The 2012 New Year’s Eve operation marked the 16th raid in Kunar province in 2012 that targeted insurgents connected with al Qaeda. Based on The Long War Journal‘s investigation, Kunar province has remained a hotbed for al Qaeda throughout the surge of Coalition forces in Afghanistan, which ended last fall. Prior to the surge in 2009, there were six reported raids in Kunar targeting insurgents who were members of al Qaeda or were affiliated with the group. The number of raids increased slightly in 2010 to seven, then decreased in 2011 to three at the height of the surge. However, the spike in 2012 to 16 presents a discouraging indication that many of the al Qaeda-linked fighters who may have sought safe haven in Pakistan are now crossing back into Afghanistan as Coalition surge forces began to draw down.
Al Qaeda is known to run training camps and maintain bases in Kunar, and uses the province to direct operations in the Afghan east. ISAF has targeted several bases and camps in Kunar over the years [see LWJ report, ISAF captures al Qaeda’s top Kunar commander, for more details].
Al Qaeda remains entrenched in Afghanistan and Pakistan despite the US raid that killed Osama bin Laden on May 2, 2011. A document seized at bin Laden’s compound suggested that the actual number of al Qaeda operatives in Pakistan and Afghanistan is much higher than the numbers mentioned in official estimates provided by the Obama administration over the past three years, which have remained static at 300-400 members in Pakistan and 50-100 in Afghanistan. [See LWJ reports, Bin Laden advised relocation of some leaders to Afghanistan due to drone strikes in Waziristan, and Bin Laden docs hint at large al Qaeda presence in Pakistan.]
A classified US military assessment based on prisoner interrogations that was leaked to The New York Times in February 2012 said that al Qaeda maintains “a small haven” in Kunar and neighboring Nuristan.
“Northeastern Afghanistan has become a small haven for al Qaeda. Several al Qaeda commanders, including the al Qaeda emir for Kunar and Nuristan, Farouq al Qahtani, now live and operate in Afghanistan, with permission from the Taliban, but with the direct support of TTP [Movement of the Taliban in Pakistan] elements,” the assessment stated.

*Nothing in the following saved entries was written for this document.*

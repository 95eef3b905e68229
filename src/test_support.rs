//! Scripted in-process gateway for tests.

use async_trait::async_trait;
use chapchap_core::{
    error::ChapchapError,
    traits::Gateway,
    types::{ConnectionStatus, CreatedInstance, QrCode},
};
use std::collections::VecDeque;
use std::sync::atomic::{AtomicU32, Ordering};
use std::sync::Mutex;

#[derive(Default)]
pub struct FakeGateway {
    pub create_error: Option<u16>,
    pub create_qr: Option<QrCode>,
    /// Popped per `fetch_qr` call. Empty = `NoQrCode`.
    pub qr_results: Mutex<VecDeque<Result<QrCode, ChapchapError>>>,
    /// Popped per state poll. The last one sticks; empty = `Close`.
    pub states: Mutex<VecDeque<ConnectionStatus>>,
    pub pairing: Mutex<Option<Result<String, ChapchapError>>>,
    pub logout_error: bool,
    pub created: Mutex<Vec<(String, String)>>,
    pub logged_out: Mutex<Vec<String>>,
    pub sent: Mutex<Vec<(String, String, String)>>,
    pub pairing_requests: Mutex<Vec<(String, String)>>,
    pub qr_calls: AtomicU32,
    pub state_calls: AtomicU32,
}

pub fn qr(tag: &str) -> QrCode {
    QrCode {
        data_uri: format!("data:image/png;base64,{tag}"),
        raw: None,
    }
}

impl FakeGateway {
    pub fn with_qr_results(results: Vec<Result<QrCode, ChapchapError>>) -> Self {
        Self {
            qr_results: Mutex::new(results.into()),
            ..Default::default()
        }
    }

    pub fn with_states(states: Vec<ConnectionStatus>) -> Self {
        Self {
            states: Mutex::new(states.into()),
            ..Default::default()
        }
    }

    pub fn qr_calls(&self) -> u32 {
        self.qr_calls.load(Ordering::SeqCst)
    }

    pub fn state_calls(&self) -> u32 {
        self.state_calls.load(Ordering::SeqCst)
    }
}

#[async_trait]
impl Gateway for FakeGateway {
    async fn create_instance(
        &self,
        instance_name: &str,
        token: &str,
    ) -> Result<CreatedInstance, ChapchapError> {
        if let Some(status) = self.create_error {
            return Err(ChapchapError::Api {
                status,
                body: "create refused".to_string(),
            });
        }
        self.created
            .lock()
            .unwrap()
            .push((instance_name.to_string(), token.to_string()));
        Ok(CreatedInstance {
            qr: self.create_qr.clone(),
            raw: serde_json::json!({ "instance": { "instanceName": instance_name } }),
        })
    }

    async fn fetch_qr(&self, _instance_name: &str) -> Result<QrCode, ChapchapError> {
        self.qr_calls.fetch_add(1, Ordering::SeqCst);
        self.qr_results
            .lock()
            .unwrap()
            .pop_front()
            .unwrap_or(Err(ChapchapError::NoQrCode))
    }

    async fn pairing_code(
        &self,
        instance_name: &str,
        number: &str,
    ) -> Result<String, ChapchapError> {
        self.pairing_requests
            .lock()
            .unwrap()
            .push((instance_name.to_string(), number.to_string()));
        self.pairing
            .lock()
            .unwrap()
            .take()
            .unwrap_or_else(|| Ok("ABCD1234".to_string()))
    }

    async fn connection_state(&self, _instance_name: &str) -> ConnectionStatus {
        self.state_calls.fetch_add(1, Ordering::SeqCst);
        let mut states = self.states.lock().unwrap();
        if states.len() > 1 {
            states.pop_front().unwrap_or_default()
        } else {
            states.front().copied().unwrap_or_default()
        }
    }

    async fn logout(&self, instance_name: &str) -> Result<(), ChapchapError> {
        self.logged_out
            .lock()
            .unwrap()
            .push(instance_name.to_string());
        if self.logout_error {
            return Err(ChapchapError::Gateway("connection refused".to_string()));
        }
        Ok(())
    }

    async fn send_text(
        &self,
        instance_name: &str,
        number: &str,
        text: &str,
    ) -> Result<serde_json::Value, ChapchapError> {
        self.sent.lock().unwrap().push((
            instance_name.to_string(),
            number.to_string(),
            text.to_string(),
        ));
        Ok(serde_json::json!({ "key": { "id": "MSG1" } }))
    }
}
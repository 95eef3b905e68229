//! HTTP client for the Evolution API.

use crate::extract;
use async_trait::async_trait;
use chapchap_core::{
    config::{GatewayConfig, MessagingConfig},
    error::ChapchapError,
    format::clean_number,
    traits::Gateway,
    types::{ConnectionStatus, CreatedInstance, QrCode},
};
use reqwest::{Method, StatusCode};
use serde_json::{json, Value};
use std::time::Duration;
use tracing::{debug, error, warn};

/// Evolution API gateway.
pub struct EvolutionClient {
    client: reqwest::Client,
    base_url: String,
    api_key: String,
    integration: String,
    messaging: MessagingConfig,
}

impl EvolutionClient {
    /// Create from config values.
    pub fn from_config(
        gateway: &GatewayConfig,
        messaging: &MessagingConfig,
    ) -> Result<Self, ChapchapError> {
        let client = reqwest::Client::builder()
            .timeout(Duration::from_secs(gateway.request_timeout_secs))
            .build()
            .map_err(|e| ChapchapError::Gateway(format!("failed to build http client: {e}")))?;

        Ok(Self {
            client,
            base_url: gateway.base_url.trim_end_matches('/').to_string(),
            api_key: gateway.api_key.clone(),
            integration: gateway.integration.clone(),
            messaging: messaging.clone(),
        })
    }

    pub fn base_url(&self) -> &str {
        &self.base_url
    }

    /// Send an authenticated request and decode the JSON body.
    ///
    /// An empty success body decodes to `Value::Null`.
    async fn request(
        &self,
        method: Method,
        endpoint: &str,
        body: Option<Value>,
    ) -> Result<Value, ChapchapError> {
        let url = format!("{}{endpoint}", self.base_url);
        debug!("evolution: {method} {url}");

        let mut req = self
            .client
            .request(method, &url)
            .header("apikey", &self.api_key)
            .header("Content-Type", "application/json");
        if let Some(body) = body {
            req = req.json(&body);
        }

        let resp = req.send().await.map_err(|e| {
            error!("evolution network error [{endpoint}]: {e}");
            ChapchapError::Gateway(format!("request to {endpoint} failed: {e}"))
        })?;

        let status = resp.status();
        let text = resp.text().await.map_err(|e| {
            ChapchapError::Gateway(format!("failed to read response from {endpoint}: {e}"))
        });
        decode_response(endpoint, status, text)
    }

    /// Whether the gateway answers at all.
    pub async fn is_reachable(&self) -> bool {
        match self.request(Method::GET, "/", None).await {
            Ok(_) => true,
            Err(e) => {
                warn!("evolution: gateway not reachable: {e}");
                false
            }
        }
    }
}

/// Turn a status and a (possibly failed) body read into a JSON value.
///
/// Non-2xx becomes `Api`; an empty success body is `Value::Null`.
fn decode_response(
    endpoint: &str,
    status: StatusCode,
    text: Result<String, ChapchapError>,
) -> Result<Value, ChapchapError> {
    if !status.is_success() {
        let text = text.unwrap_or_default();
        error!("evolution API error [{}] {endpoint}: {text}", status.as_u16());
        let reason = status.canonical_reason().unwrap_or_default();
        let body = [reason, text.trim()]
            .into_iter()
            .filter(|part| !part.is_empty())
            .collect::<Vec<_>>()
            .join(" - ");
        return Err(ChapchapError::Api {
            status: status.as_u16(),
            body,
        });
    }

    let text = text.map_err(|e| {
        error!("evolution: {e}");
        e
    })?;
    if text.trim().is_empty() {
        return Ok(Value::Null);
    }

    serde_json::from_str(&text).map_err(|e| {
        error!("evolution: unparseable body from {endpoint}: {e}");
        ChapchapError::Gateway(format!("failed to parse response from {endpoint}: {e}"))
    })
}

#[async_trait]
impl Gateway for EvolutionClient {
    async fn create_instance(
        &self,
        instance_name: &str,
        token: &str,
    ) -> Result<CreatedInstance, ChapchapError> {
        let body = json!({
            "instanceName": instance_name,
            "token": token,
            "qrcode": true,
            "integration": self.integration,
        });
        let raw = self
            .request(Method::POST, "/instance/create", Some(body))
            .await?;
        Ok(CreatedInstance {
            qr: extract::qr_from_create_response(&raw),
            raw,
        })
    }

    async fn fetch_qr(&self, instance_name: &str) -> Result<QrCode, ChapchapError> {
        let res = self
            .request(
                Method::GET,
                &format!("/instance/connect/{instance_name}"),
                None,
            )
            .await?;
        extract::qr_from_connect_response(&res)
    }

    async fn pairing_code(
        &self,
        instance_name: &str,
        number: &str,
    ) -> Result<String, ChapchapError> {
        let number = clean_number(number);
        let res = self
            .request(
                Method::GET,
                &format!("/instance/connect/{instance_name}?number={number}"),
                None,
            )
            .await?;
        extract::pairing_code_from_response(&res)
    }

    async fn connection_state(&self, instance_name: &str) -> ConnectionStatus {
        match self
            .request(
                Method::GET,
                &format!("/instance/connectionState/{instance_name}"),
                None,
            )
            .await
        {
            Ok(res) => extract::state_from_response(&res),
            Err(e) => {
                debug!("evolution: state check for {instance_name} failed, assuming close: {e}");
                ConnectionStatus::Close
            }
        }
    }

    async fn logout(&self, instance_name: &str) -> Result<(), ChapchapError> {
        self.request(
            Method::DELETE,
            &format!("/instance/logout/{instance_name}"),
            None,
        )
        .await?;
        Ok(())
    }

    async fn send_text(
        &self,
        instance_name: &str,
        number: &str,
        text: &str,
    ) -> Result<Value, ChapchapError> {
        let body = json!({
            "number": number,
            "options": {
                "delay": self.messaging.delay_ms,
                "presence": self.messaging.presence,
            },
            "textMessage": {
                "text": text,
            },
        });
        self.request(
            Method::POST,
            &format!("/message/send/text/{instance_name}"),
            Some(body),
        )
        .await
    }
}

#[cfg(test)]
mod tests {
    use super::*;

    #[test]
    fn test_decode_response_body_read_failure_is_an_error() {
        let read_err = Err(ChapchapError::Gateway("connection reset".to_string()));
        let err =
            decode_response("/message/send/text/x", StatusCode::CREATED, read_err).unwrap_err();
        assert!(matches!(err, ChapchapError::Gateway(ref m) if m.contains("connection reset")));
    }

    #[test]
    fn test_decode_response_error_status_without_body() {
        let read_err = Err(ChapchapError::Gateway("connection reset".to_string()));
        let err =
            decode_response("/instance/create", StatusCode::FORBIDDEN, read_err).unwrap_err();
        assert_eq!(err.to_string(), "API Request Failed: 403 - Forbidden");
    }

    #[test]
    fn test_decode_response_empty_success_is_null() {
        let value =
            decode_response("/instance/logout/x", StatusCode::OK, Ok("  ".to_string())).unwrap();
        assert!(value.is_null());
    }

    #[test]
    fn test_decode_response_api_error_joins_reason_and_body() {
        let err = decode_response(
            "/instance/create",
            StatusCode::BAD_REQUEST,
            Ok("{\"error\":\"name taken\"}".to_string()),
        )
        .unwrap_err();
        match err {
            ChapchapError::Api { status, body } => {
                assert_eq!(status, 400);
                assert_eq!(body, "Bad Request - {\"error\":\"name taken\"}");
            }
            other => panic!("expected Api error, got {other:?}"),
        }
    }
}
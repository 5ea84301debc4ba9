//! Identity Gateway Library
//!
//! Server-side integration with an OAuth2-style identity provider that
//! requires mutual TLS and returns user attributes encrypted field by field.
//!
//! # Features
//!
//! - **Credential resolution**: certificates and keys given as PEM text,
//!   base64, or file paths
//! - **mTLS client**: one lazily built HTTPS client presenting the client
//!   identity, always verifying the server
//! - **Adapter**: token issue/refresh, user info, and session revocation
//! - **PII decryption**: AES-256-GCM over `IV ‖ ciphertext ‖ tag` fields

#![forbid(unsafe_code)]
#![warn(missing_docs)]

pub mod cli;
pub mod config;
pub mod credential;
pub mod error;
pub mod gateway;
pub mod mtls;
pub mod pii;

pub use error::{Error, Result};

use tracing_subscriber::{EnvFilter, fmt, layer::SubscriberExt, util::SubscriberInitExt};

/// Setup tracing/logging
pub fn setup_tracing(level: &str, format: Option<&str>) -> Result<()> {
    let filter = EnvFilter::try_from_default_env().unwrap_or_else(|_| EnvFilter::new(level));

    let subscriber = tracing_subscriber::registry().with(filter);

    match format {
        Some("json") => subscriber
            .with(fmt::layer().json())
            .try_init()
            .map_err(|e| Error::Config(format!("Failed to install tracing subscriber: {e}")))?,
        _ => subscriber
            .with(fmt::layer())
            .try_init()
            .map_err(|e| Error::Config(format!("Failed to install tracing subscriber: {e}")))?,
    }

    Ok(())
}
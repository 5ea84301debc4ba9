//! Credential resolution for mTLS certificate and key material.
//!
//! Deployments hand the gateway its client certificate and private key in
//! one of three shapes, and the same setting may hold any of them:
//!
//! 1. literal PEM text (contains `-----BEGIN`)
//! 2. a single-line base64 blob longer than 50 characters
//! 3. a filesystem path, absolute or relative to the working directory
//!
//! [`classify`] decides which shape an input has; the first match in the
//! order above wins. [`resolve`] then produces the raw bytes.

use std::fmt;
use std::fs;
use std::path::PathBuf;

use base64::Engine as _;
use base64::alphabet;
use base64::engine::{DecodePaddingMode, GeneralPurpose, GeneralPurposeConfig};

use crate::{Error, Result};

/// Marker that identifies inline PEM text.
const PEM_MARKER: &str = "-----BEGIN";

/// Inputs at or below this length are never treated as base64.
const MIN_BASE64_LEN: usize = 50;

/// Standard alphabet, padding optional, for credential blobs.
const CREDENTIAL_B64: GeneralPurpose = GeneralPurpose::new(
    &alphabet::STANDARD,
    GeneralPurposeConfig::new().with_decode_padding_mode(DecodePaddingMode::Indifferent),
);

/// How a credential input was interpreted.
#[derive(Debug, Clone, Copy, PartialEq, Eq)]
pub enum CredentialSource {
    /// Inline PEM text, used verbatim
    Pem,
    /// Base64 blob, decoded
    Base64,
    /// Path to a file on disk
    FilePath,
}

impl fmt::Display for CredentialSource {
    fn fmt(&self, f: &mut fmt::Formatter<'_>) -> fmt::Result {
        match self {
            Self::Pem => write!(f, "pem"),
            Self::Base64 => write!(f, "base64"),
            Self::FilePath => write!(f, "file"),
        }
    }
}

/// Resolved certificate or key material.
///
/// The bytes are fixed at construction and only exposed by reference.
#[derive(Clone, PartialEq, Eq)]
pub struct Credential {
    material: Vec<u8>,
    source: CredentialSource,
}

impl Credential {
    /// Raw material bytes (PEM text or DER, depending on the input)
    pub fn material(&self) -> &[u8] {
        &self.material
    }

    /// How the input was interpreted
    pub fn source(&self) -> CredentialSource {
        self.source
    }

    /// Whether the material is PEM-armoured text
    pub fn is_pem(&self) -> bool {
        self.material
            .windows(PEM_MARKER.len())
            .any(|w| w == PEM_MARKER.as_bytes())
    }
}

// Material is secret for private keys; never print it.
impl fmt::Debug for Credential {
    fn fmt(&self, f: &mut fmt::Formatter<'_>) -> fmt::Result {
        f.debug_struct("Credential")
            .field("source", &self.source)
            .field("len", &self.material.len())
            .finish_non_exhaustive()
    }
}

/// Classify a credential input without touching the filesystem.
pub fn classify(input: &str) -> CredentialSource {
    if input.contains(PEM_MARKER) {
        CredentialSource::Pem
    } else if looks_like_base64(input) {
        CredentialSource::Base64
    } else {
        CredentialSource::FilePath
    }
}

/// Resolve a credential input into raw material.
///
/// # Errors
///
/// Returns [`Error::CredentialUnavailable`] if the input is empty, the
/// base64 blob does not decode, or the file cannot be read.
pub fn resolve(input: &str) -> Result<Credential> {
    if input.trim().is_empty() {
        return Err(Error::CredentialUnavailable(
            "credential input is empty".to_string(),
        ));
    }

    let source = classify(input);
    let material = match source {
        CredentialSource::Pem => input.as_bytes().to_vec(),
        CredentialSource::Base64 => CREDENTIAL_B64
            .decode(strip_line_breaks(input))
            .map_err(|e| Error::CredentialUnavailable(format!("invalid base64 credential: {e}")))?,
        CredentialSource::FilePath => read_credential_file(input)?,
    };

    Ok(Credential { material, source })
}

fn looks_like_base64(input: &str) -> bool {
    let stripped = strip_line_breaks(input);
    input.len() > MIN_BASE64_LEN
        && !stripped.is_empty()
        && stripped
            .bytes()
            .all(|b| b.is_ascii_alphanumeric() || matches!(b, b'+' | b'/' | b'='))
}

fn strip_line_breaks(input: &str) -> String {
    input.chars().filter(|c| !matches!(c, '\r' | '\n')).collect()
}

fn read_credential_file(input: &str) -> Result<Vec<u8>> {
    let path = PathBuf::from(input);
    let path = if path.is_absolute() {
        path
    } else {
        std::env::current_dir()
            .map_err(|e| Error::CredentialUnavailable(format!("cannot determine working directory: {e}")))?
            .join(path)
    };

    fs::read(&path).map_err(|e| {
        Error::CredentialUnavailable(format!("cannot read '{}': {e}", path.display()))
    })
}
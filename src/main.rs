//! Identity Gateway - mTLS identity provider integration with PII decryption

use std::process::ExitCode;

use clap::Parser;
use tracing::{error, info};

use identity_gateway::{
    cli::{Cli, Command},
    config::GatewayConfig,
    gateway::server::Server,
    pii, setup_tracing,
};

#[tokio::main]
async fn main() -> ExitCode {
    // .env next to the binary's working directory, if any
    let dotenv = dotenvy::dotenv();

    let cli = Cli::parse();

    if let Err(e) = setup_tracing(&cli.log_level, cli.log_format.as_deref()) {
        eprintln!("Failed to setup tracing: {e}");
        return ExitCode::FAILURE;
    }

    if let Ok(path) = dotenv {
        info!(path = %path.display(), "Loaded .env");
    }

    let mut config = match GatewayConfig::load(cli.config.as_deref()) {
        Ok(c) => c,
        Err(e) => {
            error!("Failed to load config: {e}");
            return ExitCode::FAILURE;
        }
    };

    if let Some(port) = cli.port {
        config.server.port = port;
    }
    if let Some(host) = cli.host {
        config.server.host = host;
    }

    match cli.command {
        Some(Command::Decrypt { value }) => run_decrypt(&config, &value),
        Some(Command::Serve) | None => run_server(config).await,
    }
}

/// Decrypt a single field and print the plaintext
fn run_decrypt(config: &GatewayConfig, value: &str) -> ExitCode {
    let key = match config.pii_key() {
        Ok(k) => k,
        Err(e) => {
            eprintln!("❌ {e}");
            return ExitCode::FAILURE;
        }
    };

    match pii::decrypt_field(value, &key, &config.aad) {
        Ok(plaintext) => {
            println!("{plaintext}");
            ExitCode::SUCCESS
        }
        Err(e) => {
            eprintln!("❌ {e}");
            ExitCode::FAILURE
        }
    }
}

/// Run the HTTP server
async fn run_server(config: GatewayConfig) -> ExitCode {
    let server = match Server::new(config) {
        Ok(s) => s,
        Err(e) => {
            error!("Failed to create server: {e}");
            return ExitCode::FAILURE;
        }
    };

    if let Err(e) = server.run().await {
        error!("Server error: {e}");
        return ExitCode::FAILURE;
    }

    ExitCode::SUCCESS
}
//! Mutual TLS (mTLS) client side of the identity gateway.
//!
//! # Architecture
//!
//! ```text
//! cert/key settings
//!   → credential::resolve       (PEM text | base64 | file path → bytes)
//!   → cert_manager              (bytes → certificate chain + private key)
//!   → MutualTlsClient           (reqwest client presenting that identity)
//!   → GatewayResponse           (status, headers, unparsed body)
//! ```
//!
//! The upstream server certificate is always verified. Extra CA
//! certificates may be trusted in addition to the built-in roots.

pub mod cert_manager;
pub mod client;

pub use cert_manager::{build_identity, identity_pem, load_certs, load_private_key};
pub use client::{DEFAULT_CONTENT_TYPE, GatewayResponse, MutualTlsClient};
//! Command-line interface

use std::path::PathBuf;

use clap::{Parser, Subcommand};

/// mTLS identity provider gateway with PII decryption
#[derive(Parser, Debug)]
#[command(name = "identity-gateway")]
#[command(version, about, long_about = None)]
pub struct Cli {
    /// Path to configuration file (YAML)
    #[arg(short, long, env = "IDENTITY_GATEWAY_CONFIG", global = true)]
    pub config: Option<PathBuf>,

    /// Port to listen on
    #[arg(short, long, env = "PORT")]
    pub port: Option<u16>,

    /// Host to bind to
    #[arg(long, env = "IDENTITY_GATEWAY_HOST")]
    pub host: Option<String>,

    /// Log level (trace, debug, info, warn, error)
    #[arg(
        long,
        default_value = "info",
        env = "IDENTITY_GATEWAY_LOG_LEVEL",
        global = true
    )]
    pub log_level: String,

    /// Log format (text, json)
    #[arg(long, env = "IDENTITY_GATEWAY_LOG_FORMAT", global = true)]
    pub log_format: Option<String>,

    /// Subcommand (optional - defaults to server mode)
    #[command(subcommand)]
    pub command: Option<Command>,
}

/// Available subcommands
#[derive(Subcommand, Debug)]
pub enum Command {
    /// Start the gateway server (default)
    Serve,

    /// Decrypt one encrypted PII field with the configured key and AAD
    Decrypt {
        /// Base64 `IV ‖ ciphertext ‖ tag` value
        #[arg(required = true)]
        value: String,
    },
}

US intelligence officials have told The Long War Journal that Qahtani is a Saudi citizen. Several other Saudi al Qaeda members have also held top leadership positions in Kunar [see LWJ report, Senior al Qaeda leader, facilitator killed in airstrike in Kunar].
Another senior al Qaeda leader known to operate in Kunar is Azzam Abdullah Zureik Al Maulid Al Subhi, a Saudi who is better known as Mansur al Harbi. He was added by the State Department to the Specially Designated Global Terrorist list on Aug. 7, 2012. The Saudi Interior Ministry has said that al Harbi works “at a training camp in Afghanistan and is tied to numerous senior al Qaeda leaders including Abdel Aziz Migrin and Saif al Adel.” Migrin headed al Qaeda’s branch in Saudi Arabia and led attacks in the kingdom before he was killed in a firefight with Saudi security forces in June 2004. Saif al Adel is al Qaeda’s second in command and top military strategist, and served as the interim leader after Osama bin Laden was killed in Abbottabad, Pakistan in May 2011.
Additionally, Qari Zia Rahman, a dual-hatted al Qaeda and Taliban leader, operates in Kunar province as well as across the border in Pakistan’s tribal agencies of Mohmand and Bajaur. ISAF forces have been hunting Qari Zia for years but have failed to capture or kill him.